Laboratory practice is central to earlier myeloma diagnosis: Utilizing a primary care diagnostic tool and laboratory guidelines integrated into haematology services

Laboratory practice is central to earlier myeloma diagnosis: Utilizing a primary care diagnostic tool and laboratory guidelines integrated into haematology services

Treatment advances have greatly improved survival, but myeloma is among the worst of all cancers for delayed diagnosis, causing serious morbidities and early deaths. This delay is largely because the symptom profile of myeloma has very low specificity, and in primary care, myeloma is rare. However, initiating the journey to diagnosis simply requires considering myeloma and sending blood to test for monoclonal immunoglobulin. Laboratory tests reliably detect monoclonal immunoglobulin, which is present in 99% of myeloma cases, so why do health care systems have such a problem with delayed diagnosis?

The Myeloma UK early diagnosis programme has brought together diverse expertise to investigate this problem, and this article was prepared by the programme’s working group for laboratory best practice. It reviews evidence for test requesting, analysis and reporting, for which there is large variation in practice across the United Kingdom. It presents a ‘GP Myeloma diagnostic tool’ and how it can be integrated into laboratory practice alongside a laboratory best practice tool. It proposes improved requesting and integration with haematology services for reporting and interpretation. Here the laboratory has a central role in creating efficient and cost-effective pathways for appropriate and timely bone marrow examination for myeloma diagnosis.

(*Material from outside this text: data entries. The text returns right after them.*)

//! Port contracts for task tracking.
//!
//! Ports define infrastructure-agnostic interfaces used by task services.

pub mod publisher;
pub mod repository;

pub use publisher::{
    EventPublishError, EventPublishResult, EventPublisher, MessageId, ReceivedMessage,
};
pub use repository::{TaskRepository, TaskRepositoryError, TaskRepositoryResult};
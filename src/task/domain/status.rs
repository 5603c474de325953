//! Task status enumeration and transition rules.

use super::ParseTaskStatusError;
use serde::{Deserialize, Serialize};
use std::fmt;

/// Task lifecycle status.
///
/// A task starts in [`TaskStatus::Todo`]. The service never advances the
/// status on its own; an external worker drives transitions through the
/// update operation.
#[derive(Debug, Clone, Copy, PartialEq, Eq, Hash, Serialize, Deserialize)]
#[serde(rename_all = "SCREAMING_SNAKE_CASE")]
pub enum TaskStatus {
    /// Task has been created but work has not started.
    Todo,
    /// A worker has picked up the task.
    InProgress,
    /// Task work finished successfully.
    Done,
    /// Task work failed.
    Error,
}

impl TaskStatus {
    /// Returns the canonical wire and storage representation.
    #[must_use]
    pub const fn as_str(self) -> &'static str {
        match self {
            Self::Todo => "TODO",
            Self::InProgress => "IN_PROGRESS",
            Self::Done => "DONE",
            Self::Error => "ERROR",
        }
    }

    /// Returns `true` when no further transition is permitted.
    #[must_use]
    pub const fn is_terminal(self) -> bool {
        matches!(self, Self::Done | Self::Error)
    }

    /// Returns `true` when advancing from `self` to `next` is permitted.
    ///
    /// Advancing to the current status is always permitted as a no-op.
    /// Otherwise a task may only move forward: `TODO` to any other status,
    /// `IN_PROGRESS` to `DONE` or `ERROR`. `DONE` and `ERROR` are terminal.
    #[must_use]
    pub const fn can_advance_to(self, next: Self) -> bool {
        match (self, next) {
            (Self::Todo, _)
            | (Self::InProgress, Self::InProgress | Self::Done | Self::Error)
            | (Self::Done, Self::Done)
            | (Self::Error, Self::Error) => true,
            _ => false,
        }
    }
}

impl TryFrom<&str> for TaskStatus {
    type Error = ParseTaskStatusError;

    fn try_from(value: &str) -> Result<Self, ParseTaskStatusError> {
        match value.trim() {
            "TODO" => Ok(Self::Todo),
            "IN_PROGRESS" => Ok(Self::InProgress),
            "DONE" => Ok(Self::Done),
            "ERROR" => Ok(Self::Error),
            _ => Err(ParseTaskStatusError(value.to_owned())),
        }
    }
}

impl fmt::Display for TaskStatus {
    fn fmt(&self, f: &mut fmt::Formatter<'_>) -> fmt::Result {
        f.write_str(self.as_str())
    }
}
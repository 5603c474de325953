//! Dependency-injected application state.

use mockable::Clock;
use std::sync::Arc;

use crate::config::UpdateIdMismatch;
use crate::task::{
    ports::{EventPublisher, TaskRepository},
    services::TaskLifecycleService,
};

/// State shared across request handlers.
///
/// The process owns exactly one service instance and hands it to
/// handlers by reference; there are no ambient globals.
pub struct AppState<R, P, C>
where
    R: TaskRepository,
    P: EventPublisher,
    C: Clock + Send + Sync,
{
    /// Task lifecycle orchestration service.
    pub tasks: Arc<TaskLifecycleService<R, P, C>>,
    /// Policy for conflicting update body and path identifiers.
    pub update_id_mismatch: UpdateIdMismatch,
}

impl<R, P, C> Clone for AppState<R, P, C>
where
    R: TaskRepository,
    P: EventPublisher,
    C: Clock + Send + Sync,
{
    fn clone(&self) -> Self {
        Self {
            tasks: Arc::clone(&self.tasks),
            update_id_mismatch: self.update_id_mismatch,
        }
    }
}

impl<R, P, C> AppState<R, P, C>
where
    R: TaskRepository,
    P: EventPublisher,
    C: Clock + Send + Sync,
{
    /// Creates application state over one service instance.
    #[must_use]
    pub const fn new(
        tasks: Arc<TaskLifecycleService<R, P, C>>,
        update_id_mismatch: UpdateIdMismatch,
    ) -> Self {
        Self {
            tasks,
            update_id_mismatch,
        }
    }
}
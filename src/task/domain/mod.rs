//! Domain model for task tracking.
//!
//! The task domain models task creation from client input, shallow merging
//! of worker results into the task output, and validated status
//! transitions while keeping all infrastructure concerns outside of the
//! domain boundary.

mod error;
mod ids;
mod record;
mod status;

pub use error::{ParseTaskStatusError, TaskDomainError};
pub use ids::TaskId;
pub use record::{JsonObject, PersistedTaskData, Task};
pub use status::TaskStatus;
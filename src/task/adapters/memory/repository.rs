//! In-memory repository for task tracking tests.

use async_trait::async_trait;
use std::collections::HashMap;
use std::sync::{Arc, RwLock};

use crate::task::{
    domain::{Task, TaskId},
    ports::{TaskRepository, TaskRepositoryError, TaskRepositoryResult},
};

/// Thread-safe in-memory task repository.
#[derive(Debug, Clone, Default)]
pub struct InMemoryTaskRepository {
    tasks: Arc<RwLock<HashMap<TaskId, Task>>>,
}

impl InMemoryTaskRepository {
    /// Creates an empty in-memory repository.
    #[must_use]
    pub fn new() -> Self {
        Self::default()
    }

    /// Returns the number of stored tasks.
    ///
    /// # Errors
    ///
    /// Returns a persistence error when the internal lock is poisoned.
    pub fn task_count(&self) -> TaskRepositoryResult<usize> {
        let tasks = self.tasks.read().map_err(poisoned)?;
        Ok(tasks.len())
    }
}

fn poisoned(err: impl std::fmt::Display) -> TaskRepositoryError {
    TaskRepositoryError::persistence(std::io::Error::other(err.to_string()))
}

#[async_trait]
impl TaskRepository for InMemoryTaskRepository {
    async fn create(&self, task: &Task) -> TaskRepositoryResult<()> {
        let mut tasks = self.tasks.write().map_err(poisoned)?;
        if tasks.contains_key(&task.id()) {
            return Err(TaskRepositoryError::DuplicateTask(task.id()));
        }
        tasks.insert(task.id(), task.clone());
        Ok(())
    }

    async fn find_by_id(&self, id: TaskId) -> TaskRepositoryResult<Option<Task>> {
        let tasks = self.tasks.read().map_err(poisoned)?;
        Ok(tasks.get(&id).cloned())
    }

    async fn update(&self, task: &Task) -> TaskRepositoryResult<()> {
        let mut tasks = self.tasks.write().map_err(poisoned)?;
        if !tasks.contains_key(&task.id()) {
            return Err(TaskRepositoryError::NotFound(task.id()));
        }
        tasks.insert(task.id(), task.clone());
        Ok(())
    }
}
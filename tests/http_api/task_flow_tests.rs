//! Create, fetch, and update semantics plus the error envelope shape.

use axum::http::{Method, StatusCode};
use serde_json::{Value, json};

use super::helpers::{app, app_with, assert_envelope, authed, send};
use taskrelay::config::UpdateIdMismatch;

#[tokio::test(flavor = "multi_thread")]
async fn create_returns_a_todo_task_with_null_output() {
    let (app, _publisher) = app();

    let (status, body) = send(
        &app,
        authed(
            Method::POST,
            "/api/tasks",
            Some(&json!({"heading": "buy milk"})),
        ),
    )
    .await;

    assert_eq!(status, StatusCode::OK);
    assert_eq!(body["status"], json!("TODO"));
    assert_eq!(body["input"], json!({"heading": "buy milk"}));
    assert_eq!(body["output"], Value::Null);
    assert!(body["created_at"].is_string());
    let id = body["id"].as_str().expect("id should be a string");
    assert!(!id.is_empty());
}

#[tokio::test(flavor = "multi_thread")]
async fn create_publishes_the_created_task() {
    let (app, publisher) = app();

    let (_status, body) = send(
        &app,
        authed(
            Method::POST,
            "/api/tasks",
            Some(&json!({"heading": "buy milk"})),
        ),
    )
    .await;

    let published = publisher.published().expect("publisher state readable");
    assert_eq!(published.len(), 1);
    let event = published.first().expect("one published event");
    assert_eq!(event["id"], body["id"]);
    assert_eq!(event["input"], json!({"heading": "buy milk"}));
}

#[tokio::test(flavor = "multi_thread")]
async fn create_round_trips_through_fetch_idempotently() {
    let (app, _publisher) = app();
    let (_status, created) = send(
        &app,
        authed(
            Method::POST,
            "/api/tasks",
            Some(&json!({"heading": "buy milk"})),
        ),
    )
    .await;
    let id = created["id"].as_str().expect("id should be a string");
    let uri = format!("/api/tasks/{id}");

    let (first_status, first) = send(&app, authed(Method::GET, &uri, None)).await;
    let (second_status, second) = send(&app, authed(Method::GET, &uri, None)).await;

    assert_eq!(first_status, StatusCode::OK);
    assert_eq!(second_status, StatusCode::OK);
    assert_eq!(first, created);
    assert_eq!(second, first);
}

#[tokio::test(flavor = "multi_thread")]
async fn fetch_unknown_id_yields_404() {
    let (app, _publisher) = app();
    let uri = "/api/tasks/2f1aabf4-9c1c-4f3a-a1d4-6a9f52ac1111";

    let (status, body) = send(&app, authed(Method::GET, uri, None)).await;

    assert_eq!(status, StatusCode::NOT_FOUND);
    assert_envelope(&body, StatusCode::NOT_FOUND, uri);
}

#[tokio::test(flavor = "multi_thread")]
async fn fetch_non_uuid_id_yields_404() {
    let (app, _publisher) = app();

    let (status, body) = send(&app, authed(Method::GET, "/api/tasks/not-a-uuid", None)).await;

    assert_eq!(status, StatusCode::NOT_FOUND);
    assert_envelope(&body, StatusCode::NOT_FOUND, "/api/tasks/not-a-uuid");
}

#[tokio::test(flavor = "multi_thread")]
async fn update_unknown_id_yields_404() {
    let (app, _publisher) = app();
    let id = "2f1aabf4-9c1c-4f3a-a1d4-6a9f52ac1111";
    let uri = format!("/api/tasks/{id}");

    let (status, body) = send(
        &app,
        authed(
            Method::PUT,
            &uri,
            Some(&json!({"task_id": id, "update": {"result": "done"}})),
        ),
    )
    .await;

    assert_eq!(status, StatusCode::NOT_FOUND);
    assert_envelope(&body, StatusCode::NOT_FOUND, &uri);
}

#[tokio::test(flavor = "multi_thread")]
async fn updates_merge_shallowly_with_patch_keys_winning() {
    let (app, _publisher) = app();
    let (_status, created) = send(
        &app,
        authed(
            Method::POST,
            "/api/tasks",
            Some(&json!({"heading": "buy milk"})),
        ),
    )
    .await;
    let id = created["id"].as_str().expect("id should be a string");
    let uri = format!("/api/tasks/{id}");

    let (first_status, first) = send(
        &app,
        authed(
            Method::PUT,
            &uri,
            Some(&json!({"task_id": id, "update": {"result": "done"}})),
        ),
    )
    .await;
    let (second_status, second) = send(
        &app,
        authed(
            Method::PUT,
            &uri,
            Some(&json!({"task_id": id, "update": {"note": "ok"}})),
        ),
    )
    .await;

    assert_eq!(first_status, StatusCode::OK);
    assert_eq!(first["output"], json!({"result": "done"}));
    assert_eq!(second_status, StatusCode::OK);
    assert_eq!(second["output"], json!({"result": "done", "note": "ok"}));
    // Everything but the output is untouched.
    assert_eq!(second["id"], created["id"]);
    assert_eq!(second["status"], created["status"]);
    assert_eq!(second["input"], created["input"]);
    assert_eq!(second["created_at"], created["created_at"]);
}

#[tokio::test(flavor = "multi_thread")]
async fn update_with_status_advances_the_task() {
    let (app, _publisher) = app();
    let (_status, created) = send(
        &app,
        authed(
            Method::POST,
            "/api/tasks",
            Some(&json!({"heading": "buy milk"})),
        ),
    )
    .await;
    let id = created["id"].as_str().expect("id should be a string");
    let uri = format!("/api/tasks/{id}");

    let (status, body) = send(
        &app,
        authed(
            Method::PUT,
            &uri,
            Some(&json!({"task_id": id, "update": {}, "status": "IN_PROGRESS"})),
        ),
    )
    .await;

    assert_eq!(status, StatusCode::OK);
    assert_eq!(body["status"], json!("IN_PROGRESS"));
}

#[tokio::test(flavor = "multi_thread")]
async fn invalid_status_transition_yields_validation_failure() {
    let (app, _publisher) = app();
    let (_status, created) = send(
        &app,
        authed(
            Method::POST,
            "/api/tasks",
            Some(&json!({"heading": "buy milk"})),
        ),
    )
    .await;
    let id = created["id"].as_str().expect("id should be a string");
    let uri = format!("/api/tasks/{id}");
    send(
        &app,
        authed(
            Method::PUT,
            &uri,
            Some(&json!({"task_id": id, "update": {}, "status": "DONE"})),
        ),
    )
    .await;

    let (status, body) = send(
        &app,
        authed(
            Method::PUT,
            &uri,
            Some(&json!({"task_id": id, "update": {}, "status": "IN_PROGRESS"})),
        ),
    )
    .await;

    assert_eq!(status, StatusCode::BAD_REQUEST);
    assert_envelope(&body, StatusCode::BAD_REQUEST, &uri);
    let details = body["details"].as_array().expect("details should be a list");
    assert_eq!(details.first().map(|d| &d["field"]), Some(&json!("status")));
}

#[tokio::test(flavor = "multi_thread")]
async fn mismatched_body_id_is_rejected_under_the_strict_policy() {
    let (app, _publisher) = app();
    let (_status, created) = send(
        &app,
        authed(
            Method::POST,
            "/api/tasks",
            Some(&json!({"heading": "buy milk"})),
        ),
    )
    .await;
    let id = created["id"].as_str().expect("id should be a string");
    let uri = format!("/api/tasks/{id}");

    let (status, body) = send(
        &app,
        authed(
            Method::PUT,
            &uri,
            Some(&json!({
                "task_id": "2f1aabf4-9c1c-4f3a-a1d4-6a9f52ac1111",
                "update": {"result": "done"}
            })),
        ),
    )
    .await;

    assert_eq!(status, StatusCode::BAD_REQUEST);
    assert_envelope(&body, StatusCode::BAD_REQUEST, &uri);
    let details = body["details"].as_array().expect("details should be a list");
    assert_eq!(details.first().map(|d| &d["field"]), Some(&json!("task_id")));
}

#[tokio::test(flavor = "multi_thread")]
async fn mismatched_body_id_is_discarded_under_the_ignore_policy() {
    let (app, _publisher) = app_with(Some(super::helpers::API_KEY), UpdateIdMismatch::Ignore);
    let (_status, created) = send(
        &app,
        authed(
            Method::POST,
            "/api/tasks",
            Some(&json!({"heading": "buy milk"})),
        ),
    )
    .await;
    let id = created["id"].as_str().expect("id should be a string");
    let uri = format!("/api/tasks/{id}");

    let (status, body) = send(
        &app,
        authed(
            Method::PUT,
            &uri,
            Some(&json!({
                "task_id": "2f1aabf4-9c1c-4f3a-a1d4-6a9f52ac1111",
                "update": {"result": "done"}
            })),
        ),
    )
    .await;

    assert_eq!(status, StatusCode::OK);
    assert_eq!(body["output"], json!({"result": "done"}));
}

#[tokio::test(flavor = "multi_thread")]
async fn malformed_create_body_yields_validation_details() {
    let (app, _publisher) = app();

    let (status, body) = send(
        &app,
        authed(Method::POST, "/api/tasks", Some(&json!({"title": "nope"}))),
    )
    .await;

    assert_eq!(status, StatusCode::BAD_REQUEST);
    assert_envelope(&body, StatusCode::BAD_REQUEST, "/api/tasks");
    let details = body["details"].as_array().expect("details should be a list");
    assert!(!details.is_empty());
}

#[tokio::test(flavor = "multi_thread")]
async fn non_object_update_field_yields_validation_details() {
    let (app, _publisher) = app();
    let (_status, created) = send(
        &app,
        authed(
            Method::POST,
            "/api/tasks",
            Some(&json!({"heading": "buy milk"})),
        ),
    )
    .await;
    let id = created["id"].as_str().expect("id should be a string");
    let uri = format!("/api/tasks/{id}");

    let (status, body) = send(
        &app,
        authed(
            Method::PUT,
            &uri,
            Some(&json!({"task_id": id, "update": "not-an-object"})),
        ),
    )
    .await;

    assert_eq!(status, StatusCode::BAD_REQUEST);
    assert_envelope(&body, StatusCode::BAD_REQUEST, &uri);
    assert!(body["details"].is_array());
}
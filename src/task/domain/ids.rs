//! Identifier types for the task domain.

use serde::{Deserialize, Serialize};
use std::fmt;
use uuid::Uuid;

/// Unique identifier for a task record.
///
/// Generated once at creation time, never reassigned, and used both as
/// the database primary key and as the public resource identifier.
#[derive(Debug, Clone, Copy, PartialEq, Eq, Hash, Serialize, Deserialize)]
#[serde(transparent)]
pub struct TaskId(Uuid);

impl TaskId {
    /// Creates a new random task identifier.
    #[must_use]
    pub fn new() -> Self {
        Self(Uuid::new_v4())
    }

    /// Creates a task identifier from an existing UUID.
    #[must_use]
    pub const fn from_uuid(uuid: Uuid) -> Self {
        Self(uuid)
    }

    /// Returns the wrapped UUID.
    #[must_use]
    pub const fn into_inner(self) -> Uuid {
        self.0
    }
}

impl Default for TaskId {
    fn default() -> Self {
        Self::new()
    }
}

impl AsRef<Uuid> for TaskId {
    fn as_ref(&self) -> &Uuid {
        &self.0
    }
}

impl fmt::Display for TaskId {
    fn fmt(&self, f: &mut fmt::Formatter<'_>) -> fmt::Result {
        write!(f, "{}", self.0)
    }
}
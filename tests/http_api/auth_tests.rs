//! Bearer gate matrix and the open health probe.

use axum::http::{Method, StatusCode};
use serde_json::json;

use super::helpers::{app, app_with, assert_envelope, authed, request, send};
use taskrelay::config::UpdateIdMismatch;

const PROTECTED: &[(Method, &str)] = &[
    (Method::POST, "/api/tasks"),
    (Method::GET, "/api/tasks/00000000-0000-0000-0000-000000000000"),
    (Method::PUT, "/api/tasks/00000000-0000-0000-0000-000000000000"),
];

#[tokio::test(flavor = "multi_thread")]
async fn health_needs_no_credentials() {
    let (app, _publisher) = app();

    let (status, body) = send(&app, request(Method::GET, "/health", None, None)).await;

    assert_eq!(status, StatusCode::OK);
    assert_eq!(body, json!("ok"));
}

#[tokio::test(flavor = "multi_thread")]
async fn missing_header_yields_401_on_every_protected_endpoint() {
    let (app, _publisher) = app();

    for (method, uri) in PROTECTED {
        let (status, body) = send(&app, request(method.clone(), uri, None, None)).await;

        assert_eq!(status, StatusCode::UNAUTHORIZED, "{method} {uri}");
        assert_envelope(&body, StatusCode::UNAUTHORIZED, uri);
    }
}

#[tokio::test(flavor = "multi_thread")]
async fn malformed_header_yields_401() {
    let (app, _publisher) = app();

    for auth in ["Token abc", "Bearer", "Bearer one two"] {
        let (status, body) = send(
            &app,
            request(Method::POST, "/api/tasks", None, Some(auth)),
        )
        .await;

        assert_eq!(status, StatusCode::UNAUTHORIZED, "header {auth:?}");
        assert_envelope(&body, StatusCode::UNAUTHORIZED, "/api/tasks");
    }
}

#[tokio::test(flavor = "multi_thread")]
async fn wrong_token_yields_403() {
    let (app, _publisher) = app();

    let (status, body) = send(
        &app,
        request(Method::POST, "/api/tasks", None, Some("Bearer wrong")),
    )
    .await;

    assert_eq!(status, StatusCode::FORBIDDEN);
    assert_envelope(&body, StatusCode::FORBIDDEN, "/api/tasks");
}

#[tokio::test(flavor = "multi_thread")]
async fn bearer_scheme_is_case_insensitive() {
    let (app, _publisher) = app();

    let (status, _body) = send(
        &app,
        request(
            Method::POST,
            "/api/tasks",
            Some(&json!({"heading": "buy milk"})),
            Some("bearer test-secret"),
        ),
    )
    .await;

    assert_eq!(status, StatusCode::OK);
}

#[tokio::test(flavor = "multi_thread")]
async fn missing_server_secret_yields_500() {
    let (app, _publisher) = app_with(None, UpdateIdMismatch::Reject);

    let (status, body) = send(
        &app,
        request(Method::POST, "/api/tasks", None, Some("Bearer anything")),
    )
    .await;

    assert_eq!(status, StatusCode::INTERNAL_SERVER_ERROR);
    assert_envelope(&body, StatusCode::INTERNAL_SERVER_ERROR, "/api/tasks");
}

#[tokio::test(flavor = "multi_thread")]
async fn correct_token_passes_the_gate() {
    let (app, _publisher) = app();

    let (status, body) = send(
        &app,
        authed(
            Method::POST,
            "/api/tasks",
            Some(&json!({"heading": "buy milk"})),
        ),
    )
    .await;

    assert_eq!(status, StatusCode::OK);
    assert_eq!(body["status"], json!("TODO"));
}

This is a timely approach to increasing the diagnosis of myeloma. Myeloma is a cancer of bone marrow plasma cells that causes impaired immunity, pathological or fragility bone fractures, kidney damage and anaemia.  In the United Kingdom, it is the second most common blood cancer, with an incidence of 9 per 100,000 per year and a median age at diagnosis of 72.6 years.  Its symptoms are nonspecific, and sometimes the diagnosis is not the first to be considered. In the time that I have been in practice, survival has greatly increased, due to systematic approach to clinical studies and new therapies, including ASCT and increased use of diagnostic techniques.